Austin Texas is known for it’s live music scene, it’s food trucks, breakfast tacos and it’s hiking. Ask anyone where to hike and they will tell you BARTON CREEK! Well I don’t agree. Barton Creek is okay, but there is no challenge and Barton Creek dries up during the summer droughts. Much better and always wetter is Bull Creek. I generally start this hike right off the Capital of Texas Highway on Old Spicewood Road at the trailhead of the Inga Van Nynatten Memorial Trail. Inga Van Nynatten was a student at the University of Texas. She was an environmentalist and I think a National Park Ranger at one time. Inga also pushed the city to develop Bull Creek and recruited volunteers to make it happen.
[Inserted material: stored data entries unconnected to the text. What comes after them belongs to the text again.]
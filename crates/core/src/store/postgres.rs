use async_trait::async_trait;
use chrono::{DateTime, Utc};
use sqlx::{FromRow, PgPool};
use uuid::Uuid;

use super::RecordStore;
use crate::comment::{Comment, NewComment};
use crate::document::{BlobPath, Document, DocumentPatch, NewDocument};
use crate::identity::{NewUser, Profile, SessionRecord, UserRecord};
use crate::{Error, Result};

const DOCUMENT_COLUMNS: &str = "id, title, blob_path, original_name, size, mime_type, owner_id, \
                                is_public, created_at, updated_at";

/// Record store backed by PostgreSQL. Schema lives in `migrations/`.
#[derive(Clone)]
pub struct PgRecordStore {
    pool: PgPool,
}

impl PgRecordStore {
    pub fn new(pool: PgPool) -> Self {
        Self { pool }
    }
}

/// Translate sqlx failures into the service error taxonomy.
fn map_sqlx(err: sqlx::Error) -> Error {
    match &err {
        sqlx::Error::RowNotFound => Error::NotFound("row not found".into()),
        sqlx::Error::Database(db) if db.is_unique_violation() => {
            Error::Conflict(db.message().to_string())
        }
        sqlx::Error::Database(db) if db.is_foreign_key_violation() => {
            Error::NotFound(db.message().to_string())
        }
        sqlx::Error::Database(db) if db.is_check_violation() => {
            Error::Validation(crate::document::validate::ValidationError::Malformed(
                db.message().to_string(),
            ))
        }
        sqlx::Error::PoolTimedOut => Error::StoreUnavailable("database pool timed out".into()),
        _ => Error::StoreUnavailable(err.to_string()),
    }
}

/// Database row representation of a document.
#[derive(Debug, FromRow)]
struct DocumentRow {
    id: Uuid,
    title: String,
    blob_path: String,
    original_name: String,
    size: i64,
    mime_type: String,
    owner_id: Uuid,
    is_public: bool,
    created_at: DateTime<Utc>,
    updated_at: DateTime<Utc>,
}

impl TryFrom<DocumentRow> for Document {
    type Error = Error;

    fn try_from(row: DocumentRow) -> Result<Self> {
        Ok(Document {
            id: row.id,
            title: row.title,
            blob_path: BlobPath::parse(&row.blob_path).map_err(|_| {
                Error::StoreUnavailable(format!("document {} has a malformed blob path", row.id))
            })?,
            original_name: row.original_name,
            size: row.size,
            mime_type: row.mime_type,
            owner_id: row.owner_id,
            is_public: row.is_public,
            created_at: row.created_at,
            updated_at: row.updated_at,
        })
    }
}

#[derive(Debug, FromRow)]
struct CommentRow {
    id: Uuid,
    document_id: Uuid,
    author_id: Uuid,
    page_number: i32,
    content: String,
    created_at: DateTime<Utc>,
}

impl From<CommentRow> for Comment {
    fn from(row: CommentRow) -> Self {
        Comment {
            id: row.id,
            document_id: row.document_id,
            author_id: row.author_id,
            page_number: row.page_number.max(0) as u32,
            content: row.content,
            created_at: row.created_at,
        }
    }
}

#[derive(Debug, FromRow)]
struct UserRow {
    id: Uuid,
    email: String,
    name: String,
    password_hash: String,
    created_at: DateTime<Utc>,
}

impl From<UserRow> for UserRecord {
    fn from(row: UserRow) -> Self {
        UserRecord {
            id: row.id,
            email: row.email,
            name: row.name,
            password_hash: row.password_hash,
            created_at: row.created_at,
        }
    }
}

#[derive(Debug, FromRow)]
struct SessionRow {
    id: Uuid,
    user_id: Uuid,
    created_at: DateTime<Utc>,
    expires_at: DateTime<Utc>,
}

fn documents(rows: Vec<DocumentRow>) -> Result<Vec<Document>> {
    rows.into_iter().map(Document::try_from).collect()
}

#[async_trait]
impl RecordStore for PgRecordStore {
    async fn ping(&self) -> Result<()> {
        sqlx::query("SELECT 1")
            .execute(&self.pool)
            .await
            .map_err(map_sqlx)?;
        Ok(())
    }

    async fn insert_document(&self, new: NewDocument) -> Result<Document> {
        let sql = format!(
            "INSERT INTO documents (id, title, blob_path, original_name, size, mime_type, owner_id, is_public) \
             VALUES ($1, $2, $3, $4, $5, $6, $7, $8) RETURNING {DOCUMENT_COLUMNS}"
        );
        let row: DocumentRow = sqlx::query_as(&sql)
            .bind(Uuid::new_v4())
            .bind(&new.title)
            .bind(new.blob_path.as_str())
            .bind(&new.original_name)
            .bind(new.size)
            .bind(&new.mime_type)
            .bind(new.owner_id)
            .bind(new.is_public)
            .fetch_one(&self.pool)
            .await
            .map_err(map_sqlx)?;
        row.try_into()
    }

    async fn get_document(&self, id: Uuid) -> Result<Option<Document>> {
        let sql = format!("SELECT {DOCUMENT_COLUMNS} FROM documents WHERE id = $1");
        let row: Option<DocumentRow> = sqlx::query_as(&sql)
            .bind(id)
            .fetch_optional(&self.pool)
            .await
            .map_err(map_sqlx)?;
        row.map(Document::try_from).transpose()
    }

    async fn find_document_by_blob_path(&self, path: &BlobPath) -> Result<Option<Document>> {
        let sql = format!("SELECT {DOCUMENT_COLUMNS} FROM documents WHERE blob_path = $1");
        let row: Option<DocumentRow> = sqlx::query_as(&sql)
            .bind(path.as_str())
            .fetch_optional(&self.pool)
            .await
            .map_err(map_sqlx)?;
        row.map(Document::try_from).transpose()
    }

    async fn list_visible_documents(&self, viewer: Option<Uuid>) -> Result<Vec<Document>> {
        let sql = format!(
            "SELECT {DOCUMENT_COLUMNS} FROM documents \
             WHERE is_public OR owner_id = $1 \
             ORDER BY created_at DESC, id DESC"
        );
        let rows: Vec<DocumentRow> = sqlx::query_as(&sql)
            .bind(viewer)
            .fetch_all(&self.pool)
            .await
            .map_err(map_sqlx)?;
        documents(rows)
    }

    async fn update_document(&self, id: Uuid, patch: &DocumentPatch) -> Result<Option<Document>> {
        let sql = format!(
            "UPDATE documents SET \
                title = COALESCE($2, title), \
                is_public = COALESCE($3, is_public), \
                updated_at = now() \
             WHERE id = $1 RETURNING {DOCUMENT_COLUMNS}"
        );
        let row: Option<DocumentRow> = sqlx::query_as(&sql)
            .bind(id)
            .bind(patch.title.as_deref())
            .bind(patch.is_public)
            .fetch_optional(&self.pool)
            .await
            .map_err(map_sqlx)?;
        row.map(Document::try_from).transpose()
    }

    async fn delete_document(&self, id: Uuid) -> Result<bool> {
        // comments go with it via ON DELETE CASCADE
        let result = sqlx::query("DELETE FROM documents WHERE id = $1")
            .bind(id)
            .execute(&self.pool)
            .await
            .map_err(map_sqlx)?;
        Ok(result.rows_affected() > 0)
    }

    async fn insert_comment(&self, new: NewComment) -> Result<Comment> {
        let page_number = i32::try_from(new.page_number).map_err(|_| {
            Error::Validation(crate::document::validate::ValidationError::InvalidPageNumber(
                i64::from(new.page_number),
            ))
        })?;
        let row: CommentRow = sqlx::query_as(
            "INSERT INTO comments (id, document_id, author_id, page_number, content) \
             VALUES ($1, $2, $3, $4, $5) \
             RETURNING id, document_id, author_id, page_number, content, created_at",
        )
        .bind(Uuid::now_v7())
        .bind(new.document_id)
        .bind(new.author_id)
        .bind(page_number)
        .bind(&new.content)
        .fetch_one(&self.pool)
        .await
        .map_err(map_sqlx)?;
        Ok(row.into())
    }

    async fn list_comments(&self, document_id: Uuid, page_number: u32) -> Result<Vec<Comment>> {
        let Ok(page_number) = i32::try_from(page_number) else {
            return Ok(Vec::new());
        };
        let rows: Vec<CommentRow> = sqlx::query_as(
            "SELECT id, document_id, author_id, page_number, content, created_at \
             FROM comments WHERE document_id = $1 AND page_number = $2 \
             ORDER BY created_at ASC, id ASC",
        )
        .bind(document_id)
        .bind(page_number)
        .fetch_all(&self.pool)
        .await
        .map_err(map_sqlx)?;
        Ok(rows.into_iter().map(Comment::from).collect())
    }

    async fn get_profiles(&self, ids: &[Uuid]) -> Result<Vec<Profile>> {
        if ids.is_empty() {
            return Ok(Vec::new());
        }
        let rows: Vec<(Uuid, String, String)> =
            sqlx::query_as("SELECT id, email, name FROM users WHERE id = ANY($1)")
                .bind(ids)
                .fetch_all(&self.pool)
                .await
                .map_err(map_sqlx)?;
        Ok(rows
            .into_iter()
            .map(|(id, email, name)| Profile {
                id,
                email,
                name: Some(name),
            })
            .collect())
    }

    async fn insert_user(&self, new: NewUser) -> Result<UserRecord> {
        let row: UserRow = sqlx::query_as(
            "INSERT INTO users (id, email, name, password_hash) VALUES ($1, $2, $3, $4) \
             RETURNING id, email, name, password_hash, created_at",
        )
        .bind(Uuid::new_v4())
        .bind(&new.email)
        .bind(&new.name)
        .bind(&new.password_hash)
        .fetch_one(&self.pool)
        .await
        .map_err(|e| match map_sqlx(e) {
            Error::Conflict(_) => Error::Conflict("user with this email already exists".into()),
            other => other,
        })?;
        Ok(row.into())
    }

    async fn find_user_by_email(&self, email: &str) -> Result<Option<UserRecord>> {
        let row: Option<UserRow> = sqlx::query_as(
            "SELECT id, email, name, password_hash, created_at FROM users WHERE email = $1",
        )
        .bind(email)
        .fetch_optional(&self.pool)
        .await
        .map_err(map_sqlx)?;
        Ok(row.map(UserRecord::from))
    }

    async fn insert_session(&self, session: &SessionRecord) -> Result<()> {
        sqlx::query(
            "INSERT INTO sessions (id, user_id, created_at, expires_at) VALUES ($1, $2, $3, $4)",
        )
        .bind(session.id)
        .bind(session.user_id)
        .bind(session.created_at)
        .bind(session.expires_at)
        .execute(&self.pool)
        .await
        .map_err(map_sqlx)?;
        Ok(())
    }

    async fn get_session(&self, id: Uuid) -> Result<Option<SessionRecord>> {
        let row: Option<SessionRow> = sqlx::query_as(
            "SELECT id, user_id, created_at, expires_at FROM sessions WHERE id = $1",
        )
        .bind(id)
        .fetch_optional(&self.pool)
        .await
        .map_err(map_sqlx)?;
        Ok(row.map(|r| SessionRecord {
            id: r.id,
            user_id: r.user_id,
            created_at: r.created_at,
            expires_at: r.expires_at,
        }))
    }

    async fn delete_session(&self, id: Uuid) -> Result<()> {
        sqlx::query("DELETE FROM sessions WHERE id = $1")
            .bind(id)
            .execute(&self.pool)
            .await
            .map_err(map_sqlx)?;
        Ok(())
    }
}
Inga died way too young of cancer.

Bull Creek is an eleven mile long tributary of the Colorado River.
It’s not a far walk on the Inga Trail before you reach the first waterfall of the day.
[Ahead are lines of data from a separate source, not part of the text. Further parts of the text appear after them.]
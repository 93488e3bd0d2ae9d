use std::time::Duration;

use crate::retry::RetryPolicy;

pub const PDF_MIME_TYPE: &str = "application/pdf";
pub const DEFAULT_MAX_UPLOAD_BYTES: u64 = 10 * 1024 * 1024;
pub const DEFAULT_SIGNED_URL_TTL: Duration = Duration::from_secs(3600);

/// Limits and policies shared by the workflow services.
#[derive(Debug, Clone)]
pub struct ServiceConfig {
    /// Largest accepted upload, in bytes.
    pub max_upload_bytes: u64,
    /// The only media type accepted on upload.
    pub allowed_mime_type: String,
    /// Validity of signed blob URLs handed out for private documents.
    pub signed_url_ttl: Duration,
    /// Bound on every individual Record/Blob store call.
    pub store_timeout: Duration,
    /// Lifetime of a sign-in session.
    pub session_ttl: Duration,
    /// Polling used to confirm a new session is resolvable.
    pub session_verify: RetryPolicy,
}

impl Default for ServiceConfig {
    fn default() -> Self {
        Self {
            max_upload_bytes: DEFAULT_MAX_UPLOAD_BYTES,
            allowed_mime_type: PDF_MIME_TYPE.to_string(),
            signed_url_ttl: DEFAULT_SIGNED_URL_TTL,
            store_timeout: Duration::from_secs(10),
            session_ttl: Duration::from_secs(7 * 24 * 3600),
            session_verify: RetryPolicy::default(),
        }
    }
}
This trail is really an easy hike. It is known for it’s abundance of wildflowers and of course the waterfalls. After the first waterfall the trail turns down through a small canyon of the unnamed creek and there is an easy rock hop across the stream.

The trail then runs along the banks of Bull Creek and by some interesting rock formations.
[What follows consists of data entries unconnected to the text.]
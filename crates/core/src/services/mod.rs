//! The workflow services. Each takes its collaborators explicitly through a
//! [`ServiceContext`]; none of them holds global state.

pub mod access;
pub mod auth;
pub mod comments;
pub mod sharing;
pub mod upload;

use std::future::Future;
use std::sync::Arc;
use std::time::Duration;

use crate::auth::SessionProvider;
use crate::config::ServiceConfig;
use crate::document::Document;
use crate::events::EventBus;
use crate::identity::Identity;
use crate::store::Stores;
use crate::{Error, Result};

pub use access::{AccessController, DocumentUpdate};
pub use auth::{AuthService, SignIn};
pub use comments::CommentService;
pub use sharing::{ShareKind, ShareReference, SharingController};
pub use upload::{UploadRequest, UploadService};

/// Everything a service needs to talk to the outside world.
#[derive(Clone)]
pub struct ServiceContext {
    pub stores: Stores,
    pub config: Arc<ServiceConfig>,
    pub events: EventBus,
}

impl ServiceContext {
    pub fn new(stores: Stores, config: ServiceConfig, events: EventBus) -> Self {
        Self {
            stores,
            config: Arc::new(config),
            events,
        }
    }

    /// Run one store call under the configured timeout. Expiry is reported
    /// as `StoreUnavailable`; there is no retry.
    pub(crate) async fn call<T, F>(&self, op: &'static str, fut: F) -> Result<T>
    where
        F: Future<Output = Result<T>>,
    {
        bounded(self.config.store_timeout, op, fut).await
    }

    /// Fetch a document or fail with `NotFound`.
    pub(crate) async fn load_document(&self, id: uuid::Uuid) -> Result<Document> {
        self.call("get_document", self.stores.records.get_document(id))
            .await?
            .ok_or_else(|| Error::not_found("document", id))
    }
}

pub(crate) async fn bounded<T, F>(timeout: Duration, op: &'static str, fut: F) -> Result<T>
where
    F: Future<Output = Result<T>>,
{
    match tokio::time::timeout(timeout, fut).await {
        Ok(result) => result,
        Err(_) => {
            tracing::warn!(op, timeout_ms = timeout.as_millis() as u64, "store call timed out");
            Err(Error::StoreUnavailable(format!("{op} timed out")))
        }
    }
}

/// Reject anonymous callers.
pub(crate) fn require_caller(caller: Option<&Identity>) -> Result<&Identity> {
    caller.ok_or(Error::Unauthenticated)
}

/// Read gate shared by documents, their content and their comments.
pub(crate) fn ensure_readable(document: &Document, caller: Option<&Identity>) -> Result<()> {
    if document.is_readable_by(caller) {
        Ok(())
    } else {
        Err(Error::Unauthorized(format!(
            "document {} is private",
            document.id
        )))
    }
}

/// Mutation gate: only the owner may change a document.
pub(crate) fn ensure_owner(document: &Document, caller: &Identity) -> Result<()> {
    if document.is_owned_by(caller) {
        Ok(())
    } else {
        Err(Error::Forbidden(format!(
            "only the owner can modify document {}",
            document.id
        )))
    }
}

/// All services over one shared context.
#[derive(Clone)]
pub struct Services {
    pub context: ServiceContext,
    pub sessions: SessionProvider,
    pub upload: UploadService,
    pub access: AccessController,
    pub comments: CommentService,
    pub sharing: SharingController,
    pub auth: AuthService,
}

impl Services {
    pub fn new(context: ServiceContext, sessions: SessionProvider) -> Self {
        let sessions = sessions.with_store_timeout(context.config.store_timeout);
        Self {
            upload: UploadService::new(context.clone()),
            access: AccessController::new(context.clone()),
            comments: CommentService::new(context.clone()),
            sharing: SharingController::new(context.clone()),
            auth: AuthService::new(context.clone(), sessions.clone()),
            sessions,
            context,
        }
    }
}

#[cfg(test)]
mod tests {
    use super::*;

    #[tokio::test(start_paused = true)]
    async fn bounded_maps_timeout_to_store_unavailable() {
        let slow = async {
            tokio::time::sleep(Duration::from_secs(60)).await;
            Ok::<_, Error>(())
        };
        let err = bounded(Duration::from_secs(1), "get_document", slow)
            .await
            .unwrap_err();
        assert_eq!(err.kind(), "storeUnavailable");
        assert_eq!(err.to_string(), "store unavailable: get_document timed out");
    }

    #[tokio::test]
    async fn bounded_passes_results_through() {
        let value = bounded(Duration::from_secs(1), "ping", async { Ok(7) }).await.unwrap();
        assert_eq!(value, 7);
    }
}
The Inga Trail runs for about a mile past several waterfalls. Look for a fire hydrant in the creek; I don’t know why it’s there but it’s an important marker on this trail. It’s the creek crossing to hook you up with the Lower Bull Creek Greenbelt.


Once you cross Bull Creek , which is a little more difficult then the creek earlier, you are on the Lower Bull Creek Greenbelt. This portion of the trail is about 2 miles or so in length. I like it because you are almost entirely in view of the creek.



Besides the old mill dam there are other relics of human presence here. Bull Creek was once used as a pass through the hill country northwest of Austin. Old wagon tracks can be seen when the creek is down

On a cliff not far from the wagon tracks is an old car demolished and deposited long ago in some forgotten flood.

As you near the Bull Creek District Park the waterfalls get better.




The trail ends at the picnic area of Bull Creek District Park. The area here is really pretty with canyon walls and large boulders.


So here you can take a loop trail up along the canyon wall and back to the big falls where you have to retrace your steps back to the Inga Trailhead. Just a beautiful hike from one end to the other.